How to Rest, Digest & Destress
Our food choices and lifestyle habits can have a huge impact on the balance between our Parasympathetic Nervous System (Rest & Digest) and our Sympathetic Nervous System (Fight or flight). Whilst acute stress responses can play an important role when dealing with imminent threat, chronic stress is a driver of most diseases and something we all need to reduce.
Luckily, there are things we can focus on everyday to enter the rest & digest state, which will improve nutrient digestion, sleep, energy levels, performance and overall well-being.
TIP 1: Eat a wide variety of quality protein.
This will ensure you’re getting the amino acids (the building blocks of protein) that support your parasympathetic nervous system, improve sleep, mood and relaxation. Tryptophan, for example, is an amino acid needed to make melatonin and serotonin, which promote quality sleep and improve your mood. Food sources include grass-fed, organic poultry and eggs, oily fish, Greek yoghurt, cheese, nuts and seeds.
TIP 2: Boost dietary magnesium intake.
Magnesium is essential for regulating neurotransmitters and helping the body to relax. Incclude more magnesium-rich foods in your diet such as dark green, leafy vegetables, nuts, seeds, wholegrains, legumes, dark chocolate, and avocado.
TIP 3: Eat slowly and chew properly!
This gives your gut the best opportunity for digesting and absorbing your food. If you constantly eat on the go, when stressed or in a rush, your body won’t benefit as much from all the amazing nutrients, and you’re doing yourself a huge disservice.

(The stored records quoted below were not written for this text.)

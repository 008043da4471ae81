//! ==============================================================================
//! main.rs - asset monitor entry point
//! ==============================================================================
//!
//! purpose:
//!     the process that hosts the simulated asset. it loads the failure model,
//!     runs the periodic simulation tick and serves the dashboard.
//!
//! responsibilities:
//!     - parse the command line (serve / predict / generate-dataset /
//!       generate-sensor-data)
//!     - load configuration and set up logging
//!     - load the failure model artifact (fatal if missing)
//!     - spawn the tick scheduler
//!     - serve the web dashboard until ctrl-c, then stop the scheduler
//!
//! architecture:
//!
//!     ┌─────────────────────────────────────────────────────────────┐
//!     │                      asset-monitor                          │
//!     │  ┌─────────────┐  ┌─────────────┐  ┌─────────────────────┐  │
//!     │  │ scheduler   │  │ web server  │  │ model hot reload    │  │
//!     │  │ (2s tick)   │  │ (port 5000) │  │ (file timestamps)   │  │
//!     │  └──────┬──────┘  └──────┬──────┘  └──────────┬──────────┘  │
//!     │         │                │                    │             │
//!     │         └────────────────┼────────────────────┘             │
//!     │                          │                                  │
//!     │                    ┌─────┴─────┐                            │
//!     │                    │   store   │ <- store.rs                │
//!     │                    └─────┬─────┘                            │
//!     │      (one lock around the state and the simulator)          │
//!     └──────────────────────────┼──────────────────────────────────┘
//!                                │
//!                    ┌───────────┴───────────┐
//!                    ▼                       ▼
//!             ┌─────────────┐         ┌─────────────┐
//!             │  scorer +   │         │  decision   │
//!             │  model      │         │  policy     │
//!             └─────────────┘         └─────────────┘
//!
//! ==============================================================================

use std::path::PathBuf;
use std::sync::Arc;
use std::time::Duration;

use anyhow::{Context, Result};
use clap::{Args, Parser, Subcommand};
use tokio_util::sync::CancellationToken;
use tracing_subscriber::{layer::SubscriberExt, util::SubscriberInitExt, EnvFilter};

use asset_monitor::api::{self, AppContext};
use asset_monitor::config::MonitorConfig;
use asset_monitor::domain::{DamageAccumulators, SensorReading};
use asset_monitor::model::{FailureModel, ModelHandle};
use asset_monitor::scheduler::Scheduler;
use asset_monitor::simulator::{self, Simulator};
use asset_monitor::store::StateStore;
use asset_monitor::sensor_data::{self, SeriesOptions};
use asset_monitor::{dataset, scorer};

// ==============================================================================
// command line
// ==============================================================================

/// Simulated asset health monitor
#[derive(Parser, Debug)]
#[command(name = "asset-monitor")]
#[command(author, version, about = "Asset health monitoring dashboard with failure prediction")]
struct Cli {
    /// Path to monitor.toml (default: config/monitor.toml if present)
    #[arg(long, global = true)]
    config: Option<PathBuf>,

    #[command(subcommand)]
    command: Option<Command>,
}

#[derive(Subcommand, Debug)]
enum Command {
    /// Run the simulator and serve the dashboard (default)
    Serve,

    /// Score a single reading against a fresh asset and print the decision
    Predict(PredictArgs),

    /// Write a synthetic labelled training dataset as CSV
    GenerateDataset {
        /// Number of rows to generate
        #[arg(long, default_value_t = 2000)]
        rows: usize,

        /// RNG seed
        #[arg(long, default_value_t = 42)]
        seed: u64,

        /// Output file
        #[arg(long, default_value = "data/training_data.csv")]
        output: PathBuf,
    },

    /// Write a raw sensor time series with injected anomalies as CSV
    GenerateSensorData(SensorDataArgs),
}

#[derive(Args, Debug)]
struct SensorDataArgs {
    /// Number of 10-minute samples
    #[arg(long, default_value_t = 1000)]
    rows: usize,

    /// RNG seed
    #[arg(long, default_value_t = 42)]
    seed: u64,

    /// Leave out spike/drift/stuck/noise anomalies
    #[arg(long)]
    no_anomalies: bool,

    /// Write the fixed 8-row example table instead of a generated series
    #[arg(long, conflicts_with_all = ["rows", "seed", "no_anomalies"])]
    small: bool,

    /// Output file
    #[arg(long, default_value = "data/sensor_data.csv")]
    output: PathBuf,
}

#[derive(Args, Debug)]
struct PredictArgs {
    #[arg(long, default_value_t = 385.0)]
    temperature: f64,
    #[arg(long, default_value_t = 18.6)]
    pressure: f64,
    #[arg(long, default_value_t = 0.65)]
    load: f64,
    #[arg(long, default_value_t = 0.15)]
    vibration_x: f64,
    #[arg(long, default_value_t = 0.10)]
    vibration_y: f64,
    #[arg(long, default_value_t = 48.0)]
    ultrasonic_amplitude: f64,
    #[arg(long, default_value_t = 13.0)]
    ultrasonic_time: f64,
}

// ==============================================================================
// main entry point
// ==============================================================================

#[tokio::main]
async fn main() -> Result<()> {
    let cli = Cli::parse();

    let config = match &cli.config {
        Some(path) => MonitorConfig::load(path)?,
        None => MonitorConfig::load_or_default(),
    };
    init_tracing(&config.logging.level);

    match cli.command.unwrap_or(Command::Serve) {
        Command::Serve => serve(config).await,
        Command::Predict(args) => predict(&config, args),
        Command::GenerateDataset { rows, seed, output } => {
            let summary = dataset::write_to_path(&output, rows, seed)
                .with_context(|| format!("failed to write dataset to {}", output.display()))?;
            println!(
                "Wrote {} rows to {} ({} labelled failure_30d = 1)",
                summary.rows,
                output.display(),
                summary.failures
            );
            Ok(())
        }
        Command::GenerateSensorData(args) => generate_sensor_data(args),
    }
}

/// RUST_LOG wins; otherwise the level from the config file
fn init_tracing(level: &str) {
    let filter = EnvFilter::try_from_default_env()
        .unwrap_or_else(|_| format!("asset_monitor={level},tower_http={level}").into());

    tracing_subscriber::registry()
        .with(filter)
        .with(tracing_subscriber::fmt::layer())
        .init();
}

fn load_model(config: &MonitorConfig) -> Result<Arc<ModelHandle>> {
    let path = &config.model.path;
    let model = ModelHandle::load(path).with_context(|| {
        format!(
            "failure model artifact could not be loaded from {} (set [model].path in monitor.toml)",
            path.display()
        )
    })?;
    tracing::info!(path = %model.path().display(), trees = model.tree_count(), "Failure model loaded");
    Ok(Arc::new(model))
}

// ==============================================================================
// serve
// ==============================================================================

async fn serve(config: MonitorConfig) -> Result<()> {
    // startup banner
    println!("===========================================================");
    println!("  Asset Health Monitor");
    println!("  damage model + failure prediction + maintenance policy");
    println!("===========================================================");
    config.print_summary();

    // step 1: the classifier. no model, no monitor.
    let model = load_model(&config)?;

    // step 2: shared state
    let simulation = &config.simulation;
    let store = StateStore::new(
        Simulator::new(simulation.seed, simulation.jitter),
        simulation.start_running,
    );

    // step 3: periodic tick
    let period = Duration::from_secs(simulation.interval_seconds);
    let cancel = CancellationToken::new();
    let scheduler = Scheduler::new(
        store.clone(),
        model.clone(),
        period,
        config.logging.show_sensor_data,
    );
    let scheduler_handle = tokio::spawn(scheduler.run(cancel.clone()));

    // step 4: web server until ctrl-c
    let ctx = AppContext {
        store,
        model: model as Arc<dyn FailureModel>,
        policy: config.costs,
        refresh_ms: period.as_millis() as u64,
    };
    let app = api::router(ctx);

    let address = config.server.bind_address();
    let listener = tokio::net::TcpListener::bind(&address)
        .await
        .with_context(|| format!("failed to bind {address}"))?;
    tracing::info!(%address, "Dashboard live at http://{address}");

    axum::serve(listener, app)
        .with_graceful_shutdown(shutdown_signal())
        .await
        .context("web server error")?;

    // step 5: stop the tick and wait for it
    cancel.cancel();
    if let Err(e) = scheduler_handle.await {
        tracing::error!(error = %e, "Tick scheduler did not shut down cleanly");
    }
    tracing::info!("Shutdown complete");
    Ok(())
}

async fn shutdown_signal() {
    if let Err(e) = tokio::signal::ctrl_c().await {
        tracing::error!(error = %e, "Failed to listen for ctrl-c");
        return;
    }
    tracing::info!("Shutdown signal received");
}

// ==============================================================================
// predict
// ==============================================================================

fn predict(config: &MonitorConfig, args: PredictArgs) -> Result<()> {
    let model = load_model(config)?;

    let reading = SensorReading {
        temperature: args.temperature,
        pressure: args.pressure,
        load: args.load,
        vibration_x: args.vibration_x,
        vibration_y: args.vibration_y,
        ultrasonic_amplitude: args.ultrasonic_amplitude,
        ultrasonic_time: args.ultrasonic_time,
        captured_at: chrono::Utc::now(),
    };
    // first reading of a new asset: no prior load, so no load swing
    let damage = simulator::accumulate(&DamageAccumulators::ZERO, reading.load, &reading);

    let health = scorer::score(&damage);
    let probability = scorer::predict_failure_probability(model.as_ref(), &reading, &damage)?;
    let decision = config.costs.decide(probability);

    println!("PREDICTION RESULTS:");
    println!("{}", "-".repeat(50));
    println!("Health Score:           {:.3}", health);
    println!("Failure Probability:    {:.1}%", probability * 100.0);
    println!("Expected Cost:          ${:.0}", decision.expected_cost);
    println!();
    println!("Decision:               {}", decision.recommendation);
    println!("Action:                 {}", decision.recommendation.action());
    println!();
    println!("Damage Metrics:");
    println!("  Fatigue:              {:.4}", damage.fatigue);
    println!("  Creep:                {:.6}", damage.creep);
    println!("  Corrosion:            {:.4}", damage.corrosion);
    println!("  Crack Growth:         {:.4}", damage.crack_growth);
    println!("{}", "-".repeat(50));
    Ok(())
}

// ==============================================================================
// generate-sensor-data
// ==============================================================================

fn generate_sensor_data(args: SensorDataArgs) -> Result<()> {
    let output = &args.output;
    let context = || format!("failed to write sensor data to {}", output.display());

    if args.small {
        let rows = sensor_data::write_small_to_path(output).with_context(context)?;
        println!("Wrote {} rows to {} (fixed example table)", rows, output.display());
        return Ok(());
    }

    let options = SeriesOptions {
        include_anomalies: !args.no_anomalies,
        ..SeriesOptions::new(args.rows, args.seed)
    };
    let summary = sensor_data::write_to_path(output, &options).with_context(context)?;
    println!(
        "Wrote {} rows to {} ({} injected anomalies)",
        summary.rows,
        output.display(),
        summary.anomalies
    );
    Ok(())
}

So when you next eat, take your time, chew your food and enjoy it!
TIP 4: Be mindful about your workout schedule
Whilst running and HIIT workouts can be amazing for strengthening and working up a sweat, your body responds to this activity with a release of cortisol, generating a fight-or-flight response. Prolonged high cortisol levels can lead to a host of symptoms including weight gain and fatigue. So think about the intensity and timing of your workouts, and take recovery days. Try changing up your workouts throughout the week and opt for more gentle movement in the evening as you wind down, such as yoga, Pilates or a walk in nature.
TIP 5: Eat a wide variety of seasonal vegetables.
Vegetables are amazing sources of Vitamin A, C, B vitamins, iron, calcium, and magnesium which all contribute to a restful state. So fill your plate with a colourful mix of veg such as dark green leaves and root vegetables (beetroot, squash, sweet potato, and carrots etc).
TIP 6: Limit stimulants
Limit the number of stimulants you consume that naturally push you into that sympathetic nervous state:
- Swap refined carbohydrates for high fibre wholefood alternatives
- Swap your afternoon coffee for decaf or calming herbal teas
- Be mindful about your alcohol intake, choosing the right moments to drink (e.g. a birthday) and the right moments not to (e.g. a casual Tuesday night).